Under Wine 1.2 on Centos 5 async ReadFileEx/WriteFileEx on named pipes used between Dude server and web-interface instances can return an error that Dude does not expect - ERROR_BROKEN_PIPE. In addition when ERROR_IO_PENDING is returned, Wine considers async read/write operation failed (returning FALSE), whereas Windows considers is completed successfully (returning TRUE)…
Anyway, long story short, it IS an easy fix. The following snippet can be used to handle ReadFileEx/WriteFileEx result for better Wine compatibility:
b = ReadFileEx(hFile, lpBuffer, nNumberOfBytesToRead, lpOverlapped, lpCompletionRoutine);
e = GetLastError();
if ((e == ERROR_BROKEN_PIPE) || (e == ERROR_IO_PENDING))
{
b = TRUE;
e = ERROR_IO_PENDING;
}
I’ve made a dll which hooks ReadFileEx and WriteFileEx once injected to dude.exe process and performs the above. This way web-instance handles named pipes correctly under Wine, opens the ports and accepts connections:
There’s a caveat, Dude server and web-interface instances need to be started in sequence with sufficient delay, both with this injected dll for this to work, e.g.

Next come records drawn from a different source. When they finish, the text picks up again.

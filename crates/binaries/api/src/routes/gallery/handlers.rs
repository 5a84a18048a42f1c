use app_state::GallerySettings;
use axum::Json;
use axum::extract::{Query, State};
use common_services::api::cities::error::CitiesError;
use common_services::api::cities::service::list_cities;
use common_services::api::gallery::error::GalleryError;
use common_services::api::gallery::service::gallery_photos;
use common_types::countries::{self, Country};
use common_types::{CitiesResponse, GalleryPhotosParams, GalleryPhotosResponse};
use serde::Deserialize;
use sqlx::PgPool;
use utoipa::IntoParams;

/// List the cities that have approved photos.
#[utoipa::path(
    get,
    path = "/api/cities",
    tag = "Gallery",
    responses(
        (status = 200, description = "Distinct cities, sorted.", body = CitiesResponse),
        (status = 500, description = "The cities could not be loaded."),
    )
)]
pub async fn get_cities_handler(
    State(pool): State<PgPool>,
) -> Result<Json<CitiesResponse>, CitiesError> {
    Ok(Json(list_cities(&pool).await?))
}

/// Photos for the gallery.
///
/// Without a city: featured photos topped up with the latest ones. With a
/// city: the newest photos from that city.
#[utoipa::path(
    get,
    path = "/api/gallery-photos",
    tag = "Gallery",
    params(GalleryPhotosParams),
    responses(
        (status = 200, description = "Photos and counts.", body = GalleryPhotosResponse),
        (status = 500, description = "The photos could not be loaded."),
    )
)]
pub async fn get_gallery_photos_handler(
    State(pool): State<PgPool>,
    State(settings): State<GallerySettings>,
    Query(params): Query<GalleryPhotosParams>,
) -> Result<Json<GalleryPhotosResponse>, GalleryError> {
    let response = gallery_photos(&pool, &settings, params.city_filter()).await?;
    Ok(Json(response))
}

#[derive(Debug, Default, Deserialize, IntoParams)]
pub struct CountriesQuery {
    /// Case-insensitive match on name, local name or ISO code.
    pub search: Option<String>,
}

/// Bundled country reference data for the country picker.
#[utoipa::path(
    get,
    path = "/api/countries",
    tag = "Gallery",
    params(CountriesQuery),
    responses(
        (status = 200, description = "Matching countries in table order.", body = Vec<Country>),
    )
)]
pub async fn get_countries_handler(Query(query): Query<CountriesQuery>) -> Json<Vec<Country>> {
    let matches = countries::search(query.search.as_deref().unwrap_or_default());
    Json(matches.into_iter().copied().collect())
}
use axum::Json;
use axum::extract::rejection::JsonRejection;
use axum::extract::{Path, State};
use axum::http::StatusCode;
use common_services::api::submissions::error::SubmissionError;
use common_services::api::submissions::service::{attach_email, create_submission};
use common_services::api::upload::error::UploadError;
use common_services::api::upload::service::issue_upload_url;
use common_services::storage::R2Client;
use common_types::{
    AttachEmailRequest, CreateSubmissionResponse, NewSubmission, UploadUrlRequest,
    UploadUrlResponse,
};
use sqlx::PgPool;
use uuid::Uuid;

/// Get a presigned URL to upload a photo straight to object storage.
///
/// The browser must `PUT` the file with the same `Content-Type` it declared here.
#[utoipa::path(
    post,
    path = "/api/upload-url",
    tag = "Submissions",
    request_body = UploadUrlRequest,
    responses(
        (status = 200, description = "Upload slot issued.", body = UploadUrlResponse),
        (status = 400, description = "Missing fields, malformed body or not an image."),
        (status = 500, description = "The upload URL could not be generated."),
    )
)]
pub async fn post_upload_url_handler(
    State(storage): State<R2Client>,
    payload: Result<Json<UploadUrlRequest>, JsonRejection>,
) -> Result<Json<UploadUrlResponse>, UploadError> {
    let Json(payload) = payload?;
    Ok(Json(issue_upload_url(&storage, payload)?))
}

/// Store a new place submission. Email is attached separately.
#[utoipa::path(
    post,
    path = "/api/submissions",
    tag = "Submissions",
    request_body = NewSubmission,
    responses(
        (status = 201, description = "Submission stored.", body = CreateSubmissionResponse),
        (status = 400, description = "A required field is missing or invalid."),
        (status = 500, description = "A database error occurred."),
    )
)]
pub async fn post_submission_handler(
    State(pool): State<PgPool>,
    payload: Result<Json<NewSubmission>, JsonRejection>,
) -> Result<(StatusCode, Json<CreateSubmissionResponse>), SubmissionError> {
    let Json(payload) = payload?;
    let created = create_submission(&pool, payload).await?;
    Ok((StatusCode::CREATED, Json(created)))
}

/// Attach a contact email to a submission.
#[utoipa::path(
    patch,
    path = "/api/submissions/{submission_id}/email",
    tag = "Submissions",
    params(
        ("submission_id" = Uuid, Path, description = "Id returned when the submission was stored.")
    ),
    request_body = AttachEmailRequest,
    responses(
        (status = 204, description = "Email saved."),
        (status = 400, description = "Not a valid email address."),
        (status = 404, description = "No such submission."),
        (status = 500, description = "A database error occurred."),
    )
)]
pub async fn patch_submission_email_handler(
    State(pool): State<PgPool>,
    Path(submission_id): Path<Uuid>,
    payload: Result<Json<AttachEmailRequest>, JsonRejection>,
) -> Result<StatusCode, SubmissionError> {
    let Json(payload) = payload?;
    attach_email(&pool, submission_id, &payload.email).await?;
    Ok(StatusCode::NO_CONTENT)
}
#![allow(
    clippy::missing_errors_doc,
    clippy::missing_panics_doc,
    clippy::struct_excessive_bools
)]

mod constants;
mod load_settings;
mod raw_settings;
mod settings;
mod utils;

pub use constants::*;
pub use load_settings::*;
pub use raw_settings::*;
pub use settings::*;
pub use utils::*;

Answer 1: Normis, yes it does, as Dude “runs on top of” RouterOS, and RouterOS runs “on top of” linux. And so 900mhzdude’s (and mine above) question was about why Dude can’t run on ‘regular’ linux, as it runs on RouterOS, which is, underneith it, linux.
I guess we just want to know ‘why’ Dude doesn’t run on linux native. I know you guys are busy, but I’m not liking your non-relevant responses to some of these questions. Do you remember GRE debate for a few years? That only made people more angry because we weren’t getting ‘real’ responses from support, but rather getting answers making us users feel like it’s our fault, or that we shouldn’t be using such a standard protocol in networking equipment.
Just wait until someone else makes something like Dude and people will flock over to that. Not getting support for obvious things such as what’s being discussed (understandably for a free product, but why make it at all?), not being back to back up one version or restore another. Frankly I’m still wondering why the pings always come back <1 or a multiple of 10. I see <1ms or 10ms on almost every ping. I know most of the network is reachable in 2-6ms with 32 byte pings.
remember GRE debate for a few years? That only made people more angry because we weren’t getting ‘real’ responses from support, but rather getting answers making us users feel like it’s our fault, or that we shouldn’t be using such a standard protocol in networking equipment.
GRE is natively supported in RouterOS, by the way.
What is a “real” response? At the time we didn’t know if we will support it or not.